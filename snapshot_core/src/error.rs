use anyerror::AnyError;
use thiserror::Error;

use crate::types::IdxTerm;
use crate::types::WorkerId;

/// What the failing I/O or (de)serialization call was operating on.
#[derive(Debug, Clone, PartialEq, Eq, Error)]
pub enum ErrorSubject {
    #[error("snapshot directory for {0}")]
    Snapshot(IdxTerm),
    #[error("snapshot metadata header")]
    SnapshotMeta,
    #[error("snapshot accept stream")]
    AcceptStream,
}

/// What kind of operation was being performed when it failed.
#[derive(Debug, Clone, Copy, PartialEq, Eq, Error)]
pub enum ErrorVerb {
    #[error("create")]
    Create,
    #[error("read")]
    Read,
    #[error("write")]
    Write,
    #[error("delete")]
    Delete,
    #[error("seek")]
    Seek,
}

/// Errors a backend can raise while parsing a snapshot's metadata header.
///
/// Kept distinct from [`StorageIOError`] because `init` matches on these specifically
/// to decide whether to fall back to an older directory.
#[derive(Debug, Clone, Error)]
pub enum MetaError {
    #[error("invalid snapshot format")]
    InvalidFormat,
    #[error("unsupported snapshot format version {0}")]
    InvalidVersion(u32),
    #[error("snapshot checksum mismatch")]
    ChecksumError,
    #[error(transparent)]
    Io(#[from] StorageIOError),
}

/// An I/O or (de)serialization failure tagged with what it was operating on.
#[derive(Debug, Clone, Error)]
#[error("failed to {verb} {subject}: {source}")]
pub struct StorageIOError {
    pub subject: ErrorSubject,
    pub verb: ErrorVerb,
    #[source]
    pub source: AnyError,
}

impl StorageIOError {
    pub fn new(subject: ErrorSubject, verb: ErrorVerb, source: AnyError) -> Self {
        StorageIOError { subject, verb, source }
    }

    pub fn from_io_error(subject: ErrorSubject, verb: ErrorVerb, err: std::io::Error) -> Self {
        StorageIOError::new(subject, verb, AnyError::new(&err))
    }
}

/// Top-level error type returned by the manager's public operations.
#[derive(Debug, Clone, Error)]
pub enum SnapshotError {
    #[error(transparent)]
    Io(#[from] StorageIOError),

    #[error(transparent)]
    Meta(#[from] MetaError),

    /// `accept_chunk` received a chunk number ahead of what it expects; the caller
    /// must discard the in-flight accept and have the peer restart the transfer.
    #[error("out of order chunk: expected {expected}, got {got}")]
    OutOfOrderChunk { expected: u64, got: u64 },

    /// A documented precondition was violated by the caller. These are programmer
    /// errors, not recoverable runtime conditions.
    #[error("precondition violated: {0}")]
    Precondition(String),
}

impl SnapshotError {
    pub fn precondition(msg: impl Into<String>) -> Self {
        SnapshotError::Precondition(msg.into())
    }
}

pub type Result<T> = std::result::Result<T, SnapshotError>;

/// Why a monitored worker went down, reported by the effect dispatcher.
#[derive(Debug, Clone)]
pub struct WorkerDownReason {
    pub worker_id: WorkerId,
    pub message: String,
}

### Description of the task
The records above are to be set down again exactly as written.

### Answer area
filename snapshot_core/src/error.rs
use anyerror::AnyError;
use thiserror::Error;

use crate::types::IdxTerm;
use crate::types::WorkerId;

/// What the failing I/O or (de)serialization call was operating on.
#[derive(Debug, Clone, PartialEq, Eq, Error)]
pub enum ErrorSubject {
    #[error("snapshot directory for {0}")]
    Snapshot(IdxTerm),
    #[error("snapshot metadata header")]
    SnapshotMeta,
    #[error("snapshot accept stream")]
    AcceptStream,
}

/// What kind of operation was being performed when it failed.
#[derive(Debug, Clone, Copy, PartialEq, Eq, Error)]
pub enum ErrorVerb {
    #[error("create")]
    Create,
    #[error("read")]
    Read,
    #[error("write")]
    Write,
    #[error("delete")]
    Delete,
    #[error("seek")]
    Seek,
}

/// Errors a backend can raise while parsing a snapshot's metadata header.
///
/// Kept distinct from [`StorageIOError`] because `init` matches on these specifically
/// to decide whether to fall back to an older directory.
#[derive(Debug, Clone, Error)]
pub enum MetaError {
    #[error("invalid snapshot format")]
    InvalidFormat,
    #[error("unsupported snapshot format version {0}")]
    InvalidVersion(u32),
    #[error("snapshot checksum mismatch")]
    ChecksumError,
    #[error(transparent)]
    Io(#[from] StorageIOError),
}

/// An I/O or (de)serialization failure tagged with what it was operating on.
#[derive(Debug, Clone, Error)]
#[error("failed to {verb} {subject}: {source}")]
pub struct StorageIOError {
    pub subject: ErrorSubject,
    pub verb: ErrorVerb,
    #[source]
    pub source: AnyError,
}

impl StorageIOError {
    pub fn new(subject: ErrorSubject, verb: ErrorVerb, source: AnyError) -> Self {
        StorageIOError { subject, verb, source }
    }

    pub fn from_io_error(subject: ErrorSubject, verb: ErrorVerb, err: std::io::Error) -> Self {
        StorageIOError::new(subject, verb, AnyError::new(&err))
    }
}

/// Top-level error type returned by the manager's public operations.
#[derive(Debug, Clone, Error)]
pub enum SnapshotError {
    #[error(transparent)]
    Io(#[from] StorageIOError),

    #[error(transparent)]
    Meta(#[from] MetaError),

    /// `accept_chunk` received a chunk number ahead of what it expects; the caller
    /// must discard the in-flight accept and have the peer restart the transfer.
    #[error("out of order chunk: expected {expected}, got {got}")]
    OutOfOrderChunk { expected: u64, got: u64 },

    /// A documented precondition was violated by the caller. These are programmer
    /// errors, not recoverable runtime conditions.
    #[error("precondition violated: {0}")]
    Precondition(String),
}

impl SnapshotError {
    pub fn precondition(msg: impl Into<String>) -> Self {
        SnapshotError::Precondition(msg.into())
    }
}

pub type Result<T> = std::result::Result<T, SnapshotError>;

/// Why a monitored worker went down, reported by the effect dispatcher.
#[derive(Debug, Clone)]
pub struct WorkerDownReason {
    pub worker_id: WorkerId,
    pub message: String,
}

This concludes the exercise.